Instructions for the task:
The answer must consist of every line in the records below that contains the string "only".

Dataset entries:

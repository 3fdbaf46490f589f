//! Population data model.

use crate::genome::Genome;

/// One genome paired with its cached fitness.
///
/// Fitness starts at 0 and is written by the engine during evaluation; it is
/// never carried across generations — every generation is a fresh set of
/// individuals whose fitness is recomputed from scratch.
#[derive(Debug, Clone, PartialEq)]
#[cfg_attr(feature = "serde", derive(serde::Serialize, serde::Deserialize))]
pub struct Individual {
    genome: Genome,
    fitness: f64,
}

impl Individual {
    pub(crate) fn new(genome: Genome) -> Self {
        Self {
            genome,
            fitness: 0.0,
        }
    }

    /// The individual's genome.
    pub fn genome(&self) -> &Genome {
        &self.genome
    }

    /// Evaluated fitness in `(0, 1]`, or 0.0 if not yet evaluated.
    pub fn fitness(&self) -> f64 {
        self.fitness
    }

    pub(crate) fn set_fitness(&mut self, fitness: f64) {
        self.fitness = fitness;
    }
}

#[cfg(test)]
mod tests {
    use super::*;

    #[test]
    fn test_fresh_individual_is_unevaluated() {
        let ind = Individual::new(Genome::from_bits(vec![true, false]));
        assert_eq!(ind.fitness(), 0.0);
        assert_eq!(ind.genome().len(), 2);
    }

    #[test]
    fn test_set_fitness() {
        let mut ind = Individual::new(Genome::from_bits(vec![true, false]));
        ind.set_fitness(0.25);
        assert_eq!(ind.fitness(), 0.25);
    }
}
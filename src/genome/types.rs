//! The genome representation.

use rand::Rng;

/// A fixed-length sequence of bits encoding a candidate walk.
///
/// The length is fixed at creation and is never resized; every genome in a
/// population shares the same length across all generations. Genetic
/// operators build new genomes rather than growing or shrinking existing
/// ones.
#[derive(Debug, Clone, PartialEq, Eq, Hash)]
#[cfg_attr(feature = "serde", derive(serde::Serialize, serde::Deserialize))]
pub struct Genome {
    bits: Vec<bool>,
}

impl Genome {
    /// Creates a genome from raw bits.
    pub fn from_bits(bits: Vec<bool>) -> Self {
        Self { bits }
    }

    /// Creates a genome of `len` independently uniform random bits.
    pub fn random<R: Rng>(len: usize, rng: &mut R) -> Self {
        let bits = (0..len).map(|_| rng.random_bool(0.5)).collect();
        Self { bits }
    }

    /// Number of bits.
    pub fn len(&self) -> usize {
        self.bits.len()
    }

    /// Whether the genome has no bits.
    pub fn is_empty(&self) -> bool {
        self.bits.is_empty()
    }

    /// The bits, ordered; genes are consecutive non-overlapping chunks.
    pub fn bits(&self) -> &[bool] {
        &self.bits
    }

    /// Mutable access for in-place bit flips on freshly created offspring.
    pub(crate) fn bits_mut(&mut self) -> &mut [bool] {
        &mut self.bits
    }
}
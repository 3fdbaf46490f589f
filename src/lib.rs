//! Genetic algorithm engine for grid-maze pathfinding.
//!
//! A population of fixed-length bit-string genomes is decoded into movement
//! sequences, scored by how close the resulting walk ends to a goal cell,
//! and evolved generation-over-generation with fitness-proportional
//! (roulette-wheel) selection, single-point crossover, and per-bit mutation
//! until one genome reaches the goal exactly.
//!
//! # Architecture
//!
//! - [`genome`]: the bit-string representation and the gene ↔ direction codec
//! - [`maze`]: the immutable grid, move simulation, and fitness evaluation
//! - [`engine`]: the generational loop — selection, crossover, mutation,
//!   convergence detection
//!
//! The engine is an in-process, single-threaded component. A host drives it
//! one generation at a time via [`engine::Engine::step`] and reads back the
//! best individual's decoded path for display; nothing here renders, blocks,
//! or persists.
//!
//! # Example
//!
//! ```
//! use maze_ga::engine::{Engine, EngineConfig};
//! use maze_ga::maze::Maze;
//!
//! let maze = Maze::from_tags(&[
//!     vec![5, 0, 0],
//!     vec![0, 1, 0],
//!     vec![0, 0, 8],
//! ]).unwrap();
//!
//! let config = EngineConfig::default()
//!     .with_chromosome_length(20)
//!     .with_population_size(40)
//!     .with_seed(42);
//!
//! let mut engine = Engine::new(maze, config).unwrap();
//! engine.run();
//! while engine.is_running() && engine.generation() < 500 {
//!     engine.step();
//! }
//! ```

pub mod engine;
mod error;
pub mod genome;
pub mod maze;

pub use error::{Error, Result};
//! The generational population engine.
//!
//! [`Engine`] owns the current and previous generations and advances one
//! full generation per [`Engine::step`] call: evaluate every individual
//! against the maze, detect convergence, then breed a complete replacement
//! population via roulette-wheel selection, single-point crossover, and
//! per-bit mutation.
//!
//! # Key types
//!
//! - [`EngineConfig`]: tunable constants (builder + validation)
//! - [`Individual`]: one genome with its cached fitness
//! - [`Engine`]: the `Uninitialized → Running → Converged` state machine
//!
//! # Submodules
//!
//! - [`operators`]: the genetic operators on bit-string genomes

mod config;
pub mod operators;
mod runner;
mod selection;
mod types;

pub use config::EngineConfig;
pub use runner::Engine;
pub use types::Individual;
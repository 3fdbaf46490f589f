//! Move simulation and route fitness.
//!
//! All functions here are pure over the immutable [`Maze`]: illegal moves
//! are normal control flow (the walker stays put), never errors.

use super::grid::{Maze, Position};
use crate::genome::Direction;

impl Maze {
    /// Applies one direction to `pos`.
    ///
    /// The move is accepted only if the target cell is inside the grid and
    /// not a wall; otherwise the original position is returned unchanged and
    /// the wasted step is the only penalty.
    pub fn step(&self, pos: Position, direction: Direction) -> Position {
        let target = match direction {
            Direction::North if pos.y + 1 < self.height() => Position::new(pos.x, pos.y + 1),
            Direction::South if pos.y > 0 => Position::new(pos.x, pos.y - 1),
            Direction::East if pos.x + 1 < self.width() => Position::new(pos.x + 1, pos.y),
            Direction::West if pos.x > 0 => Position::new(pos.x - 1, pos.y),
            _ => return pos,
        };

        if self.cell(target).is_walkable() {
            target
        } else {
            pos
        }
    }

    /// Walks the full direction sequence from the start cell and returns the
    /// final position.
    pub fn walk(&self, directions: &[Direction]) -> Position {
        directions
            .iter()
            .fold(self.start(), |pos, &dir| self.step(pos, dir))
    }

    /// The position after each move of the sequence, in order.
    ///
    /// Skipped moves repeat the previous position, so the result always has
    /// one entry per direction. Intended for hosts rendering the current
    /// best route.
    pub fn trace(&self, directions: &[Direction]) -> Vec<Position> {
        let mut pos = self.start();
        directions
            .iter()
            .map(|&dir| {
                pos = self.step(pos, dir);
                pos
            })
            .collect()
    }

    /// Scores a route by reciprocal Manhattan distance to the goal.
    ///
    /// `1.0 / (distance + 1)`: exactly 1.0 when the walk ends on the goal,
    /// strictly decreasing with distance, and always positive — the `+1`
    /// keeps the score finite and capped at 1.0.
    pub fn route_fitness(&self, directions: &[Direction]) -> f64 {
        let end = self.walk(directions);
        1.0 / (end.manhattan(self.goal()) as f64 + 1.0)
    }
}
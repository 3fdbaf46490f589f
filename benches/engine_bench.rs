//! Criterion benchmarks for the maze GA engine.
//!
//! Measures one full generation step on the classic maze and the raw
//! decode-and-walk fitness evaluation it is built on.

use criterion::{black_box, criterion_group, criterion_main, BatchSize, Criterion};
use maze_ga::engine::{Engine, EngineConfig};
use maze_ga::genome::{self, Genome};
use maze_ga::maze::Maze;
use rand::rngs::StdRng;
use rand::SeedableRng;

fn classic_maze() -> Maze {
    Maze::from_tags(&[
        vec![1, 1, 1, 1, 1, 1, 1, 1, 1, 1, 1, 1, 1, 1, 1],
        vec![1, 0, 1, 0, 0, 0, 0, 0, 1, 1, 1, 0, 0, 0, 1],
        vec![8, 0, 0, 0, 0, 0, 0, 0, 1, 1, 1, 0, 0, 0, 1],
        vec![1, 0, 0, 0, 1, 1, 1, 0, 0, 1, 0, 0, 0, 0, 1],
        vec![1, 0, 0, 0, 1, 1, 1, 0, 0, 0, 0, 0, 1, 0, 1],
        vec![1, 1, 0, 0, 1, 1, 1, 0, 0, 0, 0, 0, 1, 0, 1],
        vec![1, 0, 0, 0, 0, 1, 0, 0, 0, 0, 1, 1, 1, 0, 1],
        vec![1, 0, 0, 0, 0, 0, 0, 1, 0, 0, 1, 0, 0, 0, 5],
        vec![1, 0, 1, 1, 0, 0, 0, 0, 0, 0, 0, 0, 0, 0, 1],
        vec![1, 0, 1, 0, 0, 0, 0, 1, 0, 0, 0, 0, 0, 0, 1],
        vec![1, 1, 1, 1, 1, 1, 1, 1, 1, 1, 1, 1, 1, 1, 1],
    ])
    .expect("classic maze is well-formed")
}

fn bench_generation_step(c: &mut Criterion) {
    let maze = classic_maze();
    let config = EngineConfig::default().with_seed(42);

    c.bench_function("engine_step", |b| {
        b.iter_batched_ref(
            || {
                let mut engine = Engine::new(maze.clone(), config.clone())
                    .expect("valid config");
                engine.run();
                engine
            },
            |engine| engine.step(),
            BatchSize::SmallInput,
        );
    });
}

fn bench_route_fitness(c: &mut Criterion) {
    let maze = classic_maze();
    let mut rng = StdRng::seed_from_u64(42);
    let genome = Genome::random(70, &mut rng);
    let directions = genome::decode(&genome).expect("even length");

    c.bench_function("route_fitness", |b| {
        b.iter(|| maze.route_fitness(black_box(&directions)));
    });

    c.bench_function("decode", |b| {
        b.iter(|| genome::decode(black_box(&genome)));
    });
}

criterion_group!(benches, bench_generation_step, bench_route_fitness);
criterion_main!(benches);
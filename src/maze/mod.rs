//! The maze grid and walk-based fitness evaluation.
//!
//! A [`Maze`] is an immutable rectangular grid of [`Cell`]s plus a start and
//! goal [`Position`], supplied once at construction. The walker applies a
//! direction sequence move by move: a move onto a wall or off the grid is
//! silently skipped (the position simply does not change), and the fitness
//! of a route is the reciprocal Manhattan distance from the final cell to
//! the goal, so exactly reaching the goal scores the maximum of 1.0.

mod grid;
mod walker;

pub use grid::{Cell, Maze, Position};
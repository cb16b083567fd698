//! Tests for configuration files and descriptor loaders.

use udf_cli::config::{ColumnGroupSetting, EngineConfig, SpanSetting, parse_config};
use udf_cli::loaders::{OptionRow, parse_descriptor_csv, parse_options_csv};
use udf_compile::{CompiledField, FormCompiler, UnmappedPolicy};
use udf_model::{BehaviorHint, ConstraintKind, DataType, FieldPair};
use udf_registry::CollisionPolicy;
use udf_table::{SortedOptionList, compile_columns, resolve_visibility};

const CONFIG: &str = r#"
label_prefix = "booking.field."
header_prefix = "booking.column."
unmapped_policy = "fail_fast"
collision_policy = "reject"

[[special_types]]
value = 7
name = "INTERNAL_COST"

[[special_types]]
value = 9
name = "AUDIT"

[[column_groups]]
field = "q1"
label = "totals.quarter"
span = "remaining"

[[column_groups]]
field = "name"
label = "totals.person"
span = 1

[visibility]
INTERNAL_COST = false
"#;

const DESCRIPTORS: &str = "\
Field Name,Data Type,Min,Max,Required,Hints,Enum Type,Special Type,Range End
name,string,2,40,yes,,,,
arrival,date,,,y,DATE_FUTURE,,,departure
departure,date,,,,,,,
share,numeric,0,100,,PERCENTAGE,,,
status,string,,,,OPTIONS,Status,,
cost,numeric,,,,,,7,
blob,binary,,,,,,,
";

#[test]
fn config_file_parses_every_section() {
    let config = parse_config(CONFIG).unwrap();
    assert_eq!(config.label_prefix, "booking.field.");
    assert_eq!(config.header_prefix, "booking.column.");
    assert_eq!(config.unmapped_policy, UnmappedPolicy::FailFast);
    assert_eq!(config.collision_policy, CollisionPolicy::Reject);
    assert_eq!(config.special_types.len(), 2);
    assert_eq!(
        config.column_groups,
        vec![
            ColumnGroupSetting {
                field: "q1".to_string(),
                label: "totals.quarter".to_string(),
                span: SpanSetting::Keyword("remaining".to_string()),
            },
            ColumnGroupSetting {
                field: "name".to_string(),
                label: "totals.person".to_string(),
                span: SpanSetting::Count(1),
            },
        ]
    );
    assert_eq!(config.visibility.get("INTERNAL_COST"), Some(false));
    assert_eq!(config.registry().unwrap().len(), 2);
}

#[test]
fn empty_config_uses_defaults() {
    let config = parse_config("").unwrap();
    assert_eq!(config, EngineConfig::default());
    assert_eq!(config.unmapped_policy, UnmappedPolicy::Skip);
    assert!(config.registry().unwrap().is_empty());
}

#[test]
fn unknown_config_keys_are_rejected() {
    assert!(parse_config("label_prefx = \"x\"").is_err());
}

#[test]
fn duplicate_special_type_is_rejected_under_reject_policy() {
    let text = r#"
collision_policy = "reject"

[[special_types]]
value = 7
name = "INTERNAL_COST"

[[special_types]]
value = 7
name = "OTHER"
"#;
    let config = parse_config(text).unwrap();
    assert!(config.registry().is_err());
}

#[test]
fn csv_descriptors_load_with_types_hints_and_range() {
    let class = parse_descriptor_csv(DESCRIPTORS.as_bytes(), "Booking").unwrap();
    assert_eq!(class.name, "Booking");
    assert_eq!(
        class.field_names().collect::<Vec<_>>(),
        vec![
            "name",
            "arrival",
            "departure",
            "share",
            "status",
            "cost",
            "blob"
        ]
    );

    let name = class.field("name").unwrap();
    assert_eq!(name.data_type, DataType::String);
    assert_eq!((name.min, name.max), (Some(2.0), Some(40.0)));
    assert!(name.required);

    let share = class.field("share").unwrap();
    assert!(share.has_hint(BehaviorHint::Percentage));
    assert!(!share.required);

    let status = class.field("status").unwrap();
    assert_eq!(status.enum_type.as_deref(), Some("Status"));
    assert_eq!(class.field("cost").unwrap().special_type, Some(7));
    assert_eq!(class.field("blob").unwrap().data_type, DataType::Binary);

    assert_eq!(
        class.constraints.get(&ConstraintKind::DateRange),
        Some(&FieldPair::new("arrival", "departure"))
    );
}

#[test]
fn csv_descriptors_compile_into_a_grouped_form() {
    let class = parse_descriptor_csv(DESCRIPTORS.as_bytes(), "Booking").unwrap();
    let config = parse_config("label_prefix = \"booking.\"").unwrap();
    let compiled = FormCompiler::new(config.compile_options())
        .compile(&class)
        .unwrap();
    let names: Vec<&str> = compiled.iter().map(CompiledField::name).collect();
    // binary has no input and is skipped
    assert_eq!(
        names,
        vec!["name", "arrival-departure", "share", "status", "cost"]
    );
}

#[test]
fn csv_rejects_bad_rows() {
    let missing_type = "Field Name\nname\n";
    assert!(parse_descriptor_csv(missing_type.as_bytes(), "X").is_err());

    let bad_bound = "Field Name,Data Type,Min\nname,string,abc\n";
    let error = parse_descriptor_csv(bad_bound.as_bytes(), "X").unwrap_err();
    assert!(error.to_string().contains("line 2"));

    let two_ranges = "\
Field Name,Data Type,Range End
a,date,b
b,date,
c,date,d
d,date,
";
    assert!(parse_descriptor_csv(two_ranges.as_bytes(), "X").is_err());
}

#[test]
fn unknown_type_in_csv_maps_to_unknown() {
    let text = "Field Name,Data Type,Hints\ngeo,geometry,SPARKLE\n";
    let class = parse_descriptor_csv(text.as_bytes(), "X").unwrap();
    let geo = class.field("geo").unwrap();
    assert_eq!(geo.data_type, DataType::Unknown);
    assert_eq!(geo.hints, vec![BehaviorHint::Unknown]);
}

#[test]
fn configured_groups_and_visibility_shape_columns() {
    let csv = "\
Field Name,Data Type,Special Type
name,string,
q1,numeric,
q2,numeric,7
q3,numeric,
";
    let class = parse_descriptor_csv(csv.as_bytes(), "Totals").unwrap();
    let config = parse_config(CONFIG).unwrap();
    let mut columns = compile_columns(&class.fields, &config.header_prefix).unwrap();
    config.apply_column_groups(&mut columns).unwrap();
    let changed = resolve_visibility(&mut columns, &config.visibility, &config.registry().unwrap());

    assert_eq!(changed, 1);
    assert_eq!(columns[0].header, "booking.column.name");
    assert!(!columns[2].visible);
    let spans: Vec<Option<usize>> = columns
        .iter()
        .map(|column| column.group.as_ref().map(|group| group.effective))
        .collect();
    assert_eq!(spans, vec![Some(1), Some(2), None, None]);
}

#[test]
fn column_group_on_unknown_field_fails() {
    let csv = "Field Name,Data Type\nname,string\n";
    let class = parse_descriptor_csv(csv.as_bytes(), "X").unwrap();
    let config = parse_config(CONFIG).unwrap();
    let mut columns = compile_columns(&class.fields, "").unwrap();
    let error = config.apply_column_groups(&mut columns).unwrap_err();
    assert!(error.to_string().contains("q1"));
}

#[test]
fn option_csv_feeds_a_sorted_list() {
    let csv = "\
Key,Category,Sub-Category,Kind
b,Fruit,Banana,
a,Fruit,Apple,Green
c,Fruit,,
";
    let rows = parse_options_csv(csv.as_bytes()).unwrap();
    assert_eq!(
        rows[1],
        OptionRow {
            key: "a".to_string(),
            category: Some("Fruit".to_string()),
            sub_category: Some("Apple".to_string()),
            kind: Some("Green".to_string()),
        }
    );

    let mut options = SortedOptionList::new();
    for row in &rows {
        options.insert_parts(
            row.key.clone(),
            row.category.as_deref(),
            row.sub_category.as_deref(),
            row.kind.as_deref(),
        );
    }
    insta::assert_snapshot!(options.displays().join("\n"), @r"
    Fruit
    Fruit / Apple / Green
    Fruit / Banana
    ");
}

Expected output:
    /// The move is accepted only if the target cell is inside the grid and
    /// the wasted step is the only penalty.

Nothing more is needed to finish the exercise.